Wednesday, October 20th 2010
AMD Radeon HD 6850 PCB Pictured
Barely a couple of days ahead of its launch, the first picture of the Radeon HD 6850 taken apart made its way to the internet. We were treated to the pictures of the HD 6870 PCB last week. AMD's release-grade reference design PCB is not as long as that of the HD 6870, it keeps up with the black color, and is available as either a premium 8-layer version, or a cost-effective 6-layer one. This particular one makes use of a 4+1+1 phase VRM, a CHIL-made VRM controller that might support software voltage control, power input from a single 6-pin PCI-E power connector, one CrossFire connector, and display connectivity that includes two DVI, one HDMI, and two mini-DisplayPort connectors. From the information available to us from recent reports, the Radeon HD 6850 has 960 stream processors 32 ROPs, 48 TMUs, and a 256-bit wide GDDR5 memory interface holding 1 GB of memory. Its core is clocked at 775 MHz, and memory at 1000 MHz (4000 MHz GDDR5 effective).
Source:
HardwareLuxx.de
32 Comments on AMD Radeon HD 6850 PCB Pictured
:laugh: Amazon has the Diamond 6850 listed here. Usually they let you preorder but that doesn't seem to be available..........yet.
For whomever asked, yes the pci-e connectors can carry more than their rated spec, but I highly doubt AMD would use 1 connector if overclocking at stock voltage would surpass 150W...That's just how they play the game.
960sp should be a sweet spot (ie pretty great perf/clock scaling) and AMD's TMUs are more efficient than nVIDIA's; 6850 should be a pretty impressive product.

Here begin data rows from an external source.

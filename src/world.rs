//! World and entity model.
//!
//! Everything the simulation mutates lives here:
//! - Tile grid with immutable terrain/biome and exclusive ownership
//! - Agents with upgrades, inventory and recall memory
//! - World objects (structures, resource nodes, interactives, dropped items)
//! - Invariant checks run after every committed tick

mod agent;
pub mod invariants;
mod item;
mod map;
mod object;
mod state;

pub use agent::{Agent, AgentId, Controller, UpgradeTrack, Upgrades};
pub use item::{EquipSlot, Inventory, InventoryLimits, ItemKind, ItemStack, ResourceKind};
pub use map::{Biome, Cell, Coord, Direction, Map, Terrain, Tile};
pub use object::{InteractiveKind, ObjectId, ObjectKind, StructureKind, WorldObject};
pub use state::World;
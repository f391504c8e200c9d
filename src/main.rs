//! Fogline CLI - run, inspect and batch territory-control games.

// Allow print in the CLI binary
#![allow(clippy::print_stdout, clippy::print_stderr)]

mod cli;

use clap::{Parser, Subcommand};
use std::path::PathBuf;
use std::process::ExitCode;
use tracing_subscriber::EnvFilter;

/// Fogline - a deterministic territory-control game kernel
#[derive(Parser, Debug)]
#[command(name = "fogline")]
#[command(author, version, about, long_about = None)]
struct Args {
    #[command(subcommand)]
    command: Commands,
}

/// Game setup flags shared by `run` and `batch`
#[derive(clap::Args, Debug, Clone)]
struct GameArgs {
    /// Game settings file (JSON); flags override it
    #[arg(long)]
    config: Option<PathBuf>,

    /// Balance table file (JSON)
    #[arg(long)]
    balance: Option<PathBuf>,

    /// Random seed (default: random)
    #[arg(short, long)]
    seed: Option<u64>,

    /// Generation preset name
    #[arg(long)]
    preset: Option<String>,

    /// Map size name or side length
    #[arg(long)]
    size: Option<String>,

    /// Number of roaming adversaries (default: 4)
    #[arg(short, long, default_value = "4")]
    agents: usize,

    /// Ticks before the game ends
    #[arg(short, long)]
    ticks: Option<u64>,
}

/// Available commands
#[derive(Subcommand, Debug)]
enum Commands {
    /// Run a single headless game between roaming adversaries
    Run {
        #[command(flatten)]
        game: GameArgs,

        /// Output format: text or json
        #[arg(short, long, default_value = "text")]
        format: cli::OutputFormat,

        /// Show progress bar
        #[arg(short, long)]
        progress: bool,

        /// Suppress the setup banner
        #[arg(short, long)]
        quiet: bool,
    },

    /// Generate a map and print a summary
    Map {
        /// Random seed (default: 0)
        #[arg(short, long, default_value = "0")]
        seed: u64,

        /// Generation preset name
        #[arg(long, default_value = "default")]
        preset: String,

        /// Map size name or side length
        #[arg(long)]
        size: Option<String>,

        /// Print an ASCII preview this many characters wide
        #[arg(long)]
        preview: Option<u16>,
    },

    /// Run several games concurrently and aggregate the standings
    Batch {
        #[command(flatten)]
        game: GameArgs,

        /// Number of games (seeds increment from --seed)
        #[arg(short = 'n', long, default_value = "8")]
        games: u64,

        /// Output format: text or json
        #[arg(short, long, default_value = "text")]
        format: cli::OutputFormat,

        /// Show progress bar
        #[arg(short, long)]
        progress: bool,
    },
}

fn main() -> ExitCode {
    let args = Args::parse();

    let filter = EnvFilter::try_from_default_env().unwrap_or_else(|_| EnvFilter::new("warn"));
    tracing_subscriber::fmt()
        .with_env_filter(filter)
        .with_writer(std::io::stderr)
        .init();

    let result = match args.command {
        Commands::Run {
            game,
            format,
            progress,
            quiet,
        } => cli::setup(&game).and_then(|setup| cli::run::execute(setup, format, progress, quiet)),

        Commands::Map {
            seed,
            preset,
            size,
            preview,
        } => cli::map::execute(seed, &preset, size.as_deref(), preview),

        Commands::Batch {
            game,
            games,
            format,
            progress,
        } => cli::setup(&game).and_then(|setup| cli::batch::execute(setup, games, format, progress)),
    };

    match result {
        Ok(()) => ExitCode::SUCCESS,
        Err(e) => {
            eprintln!("Error: {e}");
            ExitCode::FAILURE
        }
    }
}
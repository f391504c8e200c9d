//! Actions, effects and the handler registry.
//!
//! An agent's decision text is parsed into an [`Action`]. The registered
//! [`ActionHandler`] for its kind validates it against a read-only
//! [`WorldView`] and proposes an [`Effect`]. Nothing here mutates the world.

mod action;
mod effect;
pub mod handlers;
pub mod recipes;
mod registry;

pub use action::{
    Action, ActionKind, ActionRequest, ActionResult, FightTarget, MAX_INTENT_LEN, parse_intent, parse_intent_within,
};
pub use effect::{Effect, Proposal, ProposedEffect};
pub use recipes::CraftRecipe;
pub use registry::{ActionHandler, HandlerRegistry, WorldView};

It appears to have similar performance per clock to GTX 460 with one less power connector, and likely higher obtainable core and mem speeds considering AMD's past 40nm designs. After-all it will use 5Gbps memory according to most things I've seen, and AMD has undoubtedly a better memory controller than nVIDIA which can scale to that speed even with the lowered mem voltage on the past 50 products. Evergreen core designs hit 925-950 before requiring heavy voltage/massive power consumption, granted they were capable of 1ghz+, and I imagine this again will be similar. The '70' versions stock voltages already are at that sweet spot, and the default 6870 clock reflects that. I doubt there is much room left in it at stock. The 6850 though, I imagine performs similar to past '50' products (1.05v vs 1.15v on 70 products) and will clock to approx. 825-850 on stock volts and likely still be under the 150W of the spec considering 900mhz is only 151W.
Basically, I want to see a slightly v-adjusted 6850 @ 900+/~5000. When 6850 comes down in price (after 5800 series stock is cleared) to compete with the 460 768MB, I imagine they will be a pretty great deal.